IOMMU translation for containers running inside a VM

Discussions on more advanced topics such as monolithic vs micro-kernels, transactional memory models, and paging vs segmentation should go here. Use this forum to expand and improve the wiki!
Post Reply
cianfa72
Member
Member
Posts: 97
Joined: Sat Dec 22, 2012 12:01 pm

IOMMU translation for containers running inside a VM

Post by cianfa72 »

Consider a Linux guest VM running on qemu/kvm system with Intel multicore processor supporting both VT-x and VT-d. Linux guest runs a dpdk-based container (e.g. docker) implementing a network device.

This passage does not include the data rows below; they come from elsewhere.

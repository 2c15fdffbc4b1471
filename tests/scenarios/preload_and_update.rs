use std::time::Duration;

use apollo_mirror::AppClient;
use apollo_mirror::ChangeType;
use apollo_mirror::ReadOptions;
use apollo_mirror::SyncPhase;
use tempfile::tempdir;
use wiremock::MockServer;

use crate::common::enable_logger;
use crate::common::eventually;
use crate::common::mount_config;
use crate::common::mount_idle_notifications;
use crate::common::mount_notification;
use crate::common::test_config;
use crate::common::APP_ID;
use crate::common::INITIAL;
use crate::common::UPDATED;

#[tokio::test]
async fn test_preloaded_namespace_follows_new_releases() {
    enable_logger();
    let server = MockServer::start().await;
    let backup_dir = tempdir().unwrap();

    mount_config(&server, "application", &[("timeout", "30s")], "T1", INITIAL).await;
    mount_notification(&server, "application", -1, 1, INITIAL).await;
    mount_idle_notifications(&server).await;

    let client = AppClient::new(test_config(&server.uri(), backup_dir.path())).unwrap();
    let _errors = client.start().await.unwrap();
    let mut changes = client.watch_namespace("application", None);

    assert_eq!(
        client.get("timeout", ReadOptions::default()).await,
        Some("30s".to_string())
    );
    assert_eq!(client.tracked_namespaces(), vec!["application".to_string()]);

    // Release T2 becomes visible on the next poll
    mount_config(&server, "application", &[("timeout", "45s")], "T2", UPDATED).await;
    mount_notification(&server, "application", 1, 2, UPDATED).await;

    let event = tokio::time::timeout(Duration::from_secs(5), changes.recv())
        .await
        .expect("no change event")
        .expect("stream ended");
    assert_eq!(event.namespace, "application");
    assert!(!event.is_error());
    assert_eq!(event.old_value.get("timeout").map(String::as_str), Some("30s"));
    assert_eq!(event.new_value.get("timeout").map(String::as_str), Some("45s"));

    let diff = event.changes();
    assert_eq!(diff.len(), 1);
    assert_eq!(diff[0].key, "timeout");
    assert_eq!(diff[0].change_type, ChangeType::Modified);

    assert_eq!(client.try_get("timeout", "application"), Some("45s".to_string()));
    assert_ne!(client.phase(), SyncPhase::Stopped);

    // The last fetched release is persisted for the next cold start
    let backup_file = backup_dir.path().join(APP_ID).join("default").join("application.properties");
    eventually(Duration::from_secs(2), || {
        std::fs::read_to_string(&backup_file)
            .map(|content| content.contains("timeout=45s") && content.contains("T2"))
            .unwrap_or(false)
    })
    .await;

    client.stop();
}

#[tokio::test]
async fn test_global_watch_sees_every_namespace() {
    enable_logger();
    let server = MockServer::start().await;
    let backup_dir = tempdir().unwrap();

    mount_config(&server, "application", &[("timeout", "30s")], "A1", INITIAL).await;
    mount_config(&server, "TEST.Namespace", &[("retries", "3")], "B1", INITIAL).await;
    mount_idle_notifications(&server).await;

    let mut config = test_config(&server.uri(), backup_dir.path());
    config.preload_namespaces = vec!["application".to_string(), "TEST.Namespace".to_string()];
    let client = AppClient::new(config).unwrap();
    let _errors = client.start().await.unwrap();
    let mut all = client.watch();

    assert_eq!(client.try_get("retries", "TEST.Namespace"), Some("3".to_string()));

    mount_config(&server, "TEST.Namespace", &[("retries", "5")], "B2", UPDATED).await;
    let sent = serde_json::json!([
        {"namespaceName": "TEST.Namespace", "notificationId": -1},
        {"namespaceName": "application", "notificationId": -1},
    ])
    .to_string();
    wiremock::Mock::given(wiremock::matchers::path("/notifications/v2"))
        .and(wiremock::matchers::query_param("notifications", sent.as_str()))
        .respond_with(wiremock::ResponseTemplate::new(200).set_body_json(serde_json::json!([
            {"namespaceName": "TEST.Namespace", "notificationId": 7}
        ])))
        .with_priority(UPDATED)
        .mount(&server)
        .await;

    let event = tokio::time::timeout(Duration::from_secs(5), all.recv())
        .await
        .expect("no change event")
        .expect("stream ended");
    assert_eq!(event.namespace, "TEST.Namespace");
    assert_eq!(event.new_value.get("retries").map(String::as_str), Some("5"));
    assert_eq!(client.try_get("timeout", "application"), Some("30s".to_string()));

    client.stop();
}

VM's exposed NICs from qemu/kvm are emulated e1000 cards. dpdk container requires directed I/O access by VM's NICs to containerized process's memory locations acting as network buffers (vNIC memory-mapped tx/rx ring plus data buffers). In order to do that "virtual" IOMMU takes place translating guest DMA (PCI) bus-relative target addresses (GIOVA) into the relevant VM's GPAs (note that qemu/kvm VM configuration exposes iommu support to guest). qemu/kvm configure the hardware (PGTT=011b) to perform both first-stage and second-stage (nested) translations when the logical processor runs in VMX non-root mode under the control of any VM vcpus' VMCS.

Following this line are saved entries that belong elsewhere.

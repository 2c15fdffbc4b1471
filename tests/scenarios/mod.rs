mod lazy_namespace;
mod lifecycle;
mod preload_and_update;
mod registry_dedup;
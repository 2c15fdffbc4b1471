//! Background synchronization with the remote configuration service.
//!
//! ```text
//!            start()
//!   Idle ─────────────► Polling ◄──────────────┐
//!    ▲  no namespaces     │   │                │
//!    └────────────────────┘   ├─ changed ─► Fetching
//!                             │                │ fetch failure
//!                             │                ▼
//!                             └─ failure ─► BackingOff
//!
//!   any state ── stop() ──► Stopped
//! ```

mod backoff;
mod error_stream;
mod synchronizer;
pub(crate) use backoff::*;
pub use error_stream::*;
pub use synchronizer::*;


/// Observable state of a client's synchronization loop
#[derive(Debug, Clone, Copy, PartialEq, Eq, Hash)]
pub enum SyncPhase {
    /// Not started, or started with nothing to poll
    Idle,
    /// Waiting on the notification endpoint
    Polling,
    /// Downloading namespaces reported as changed
    Fetching,
    /// Waiting out a failure before polling again
    BackingOff,
    /// Terminal
    Stopped,
}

My concern now is about the emulation of e1000 NICs implemented within the qemu process. Basically I believe qemu emulation code actually accesses (reads/writes) virtual addresses within the process to which relevant vNIC memory-mapped control structures and target data buffers are mapped to.

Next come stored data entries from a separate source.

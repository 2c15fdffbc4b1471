use std::time::Duration;

use config::ConfigError;
use serde::Deserialize;
use serde::Serialize;

use crate::Error;
use crate::Result;

/// Timeouts for talking to the remote configuration service
///
/// The notification endpoint holds requests open for up to 60 seconds when
/// nothing changes, so `poll_timeout_in_ms` must stay above that hold time
/// while `request_timeout_in_ms` bounds ordinary namespace fetches.
#[derive(Debug, Serialize, Deserialize, Clone)]
pub struct NetworkConfig {
    /// TCP connect timeout in milliseconds
    #[serde(default = "default_connect_timeout")]
    pub connect_timeout_in_ms: u64,

    /// Namespace fetch completion timeout in milliseconds
    #[serde(default = "default_request_timeout")]
    pub request_timeout_in_ms: u64,

    /// Long-poll timeout in milliseconds
    #[serde(default = "default_poll_timeout")]
    pub poll_timeout_in_ms: u64,
}

impl Default for NetworkConfig {
    fn default() -> Self {
        Self {
            connect_timeout_in_ms: default_connect_timeout(),
            request_timeout_in_ms: default_request_timeout(),
            poll_timeout_in_ms: default_poll_timeout(),
        }
    }
}

impl NetworkConfig {
    pub fn validate(&self) -> Result<()> {
        if self.connect_timeout_in_ms == 0 {
            return Err(Error::Config(ConfigError::Message(
                "network connect timeout must be > 0".into(),
            )));
        }

        if self.request_timeout_in_ms <= self.connect_timeout_in_ms {
            return Err(Error::Config(ConfigError::Message(format!(
                "network request timeout {}ms must exceed connect timeout {}ms",
                self.request_timeout_in_ms, self.connect_timeout_in_ms
            ))));
        }

        if self.poll_timeout_in_ms == 0 {
            return Err(Error::Config(ConfigError::Message(
                "network poll timeout must be > 0".into(),
            )));
        }

        Ok(())
    }

    pub fn connect_timeout(&self) -> Duration {
        Duration::from_millis(self.connect_timeout_in_ms)
    }

    pub fn request_timeout(&self) -> Duration {
        Duration::from_millis(self.request_timeout_in_ms)
    }

    pub fn poll_timeout(&self) -> Duration {
        Duration::from_millis(self.poll_timeout_in_ms)
    }
}

fn default_connect_timeout() -> u64 {
    1_000
}
fn default_request_timeout() -> u64 {
    5_000
}
fn default_poll_timeout() -> u64 {
    90_000
}
//! Last-known-good snapshots of namespaces on local disk.
//!
//! Snapshots are written after every successful fetch and read only when the
//! remote service cannot provide a namespace that has no in-memory content
//! yet. Durability is best-effort: a failed write is logged and never fails
//! the fetch that produced it.

mod file_backup_store;
mod properties;
pub use file_backup_store::*;
pub(crate) use properties::*;


#[cfg(test)]
use mockall::automock;

use async_trait::async_trait;

use crate::KeyValues;
use crate::NamespaceFormat;

/// Durable copy of a namespace's content plus its release token
#[derive(Debug, Clone, PartialEq, Eq, Default)]
pub struct BackupSnapshot {
    pub values: KeyValues,
    pub release_key: Option<String>,
}

#[cfg_attr(test, automock)]
#[async_trait]
pub trait BackupStore: Send + Sync + 'static {
    /// Reads the snapshot of `namespace`; unreadable or missing is `None`.
    async fn load(
        &self,
        namespace: &str,
        format: NamespaceFormat,
    ) -> Option<BackupSnapshot>;

    /// Overwrites the snapshot of `namespace`. Failures are logged and swallowed.
    async fn save(
        &self,
        namespace: &str,
        format: NamespaceFormat,
        snapshot: &BackupSnapshot,
    );
}
//! Shared helpers and fakes for unit tests
mod common;
mod fake_backup;
mod fake_remote;

pub use common::*;
pub use fake_backup::*;
pub use fake_remote::*;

Do you think it actually make sense ? Thanks.
Last edited by cianfa72 on Thu May 29, 2025 3:21 am, edited 1 time in total.
Octocontrabass
Member
Member
Posts: 5815
Joined: Mon Mar 25, 2013 7:01 pm

Re: IOMMU translation for containers running inside a VM

Post by Octocontrabass »

The IOMMU is used to let the VM access physical hardware. When the VM accesses emulated hardware, like the emulated e1000, the IOMMU is not involved.
cianfa72
Member
Member
Posts: 97
Joined: Sat Dec 22, 2012 12:01 pm

Re: IOMMU translation for containers running inside a VM

Post by cianfa72 »

Octocontrabass wrote: Mon May 26, 2025 3:01 pm The IOMMU is used to let the VM access physical hardware. When the VM accesses emulated hardware, like the emulated e1000, the IOMMU is not involved.
As I understand it, you mean an OS, regardless of whether it runs bare metal or inside a VM, let devices (physical or emulated respectively) to perform DMA to target memory locations without any address remapping by IOMMU (e.g. DMA's target address programmed by NIC's device driver = physical address of target memory location).

However VMM/Hypervisor leverage IOMMU to support PCI passthrough/SR-IOV for VMs.

That means iommu feature possibly exposed to VMs from hypervisor (e.g. qem/kvm) is useful from guest viewpoint only if it implements itself an hypervisor (as in nested virtualization).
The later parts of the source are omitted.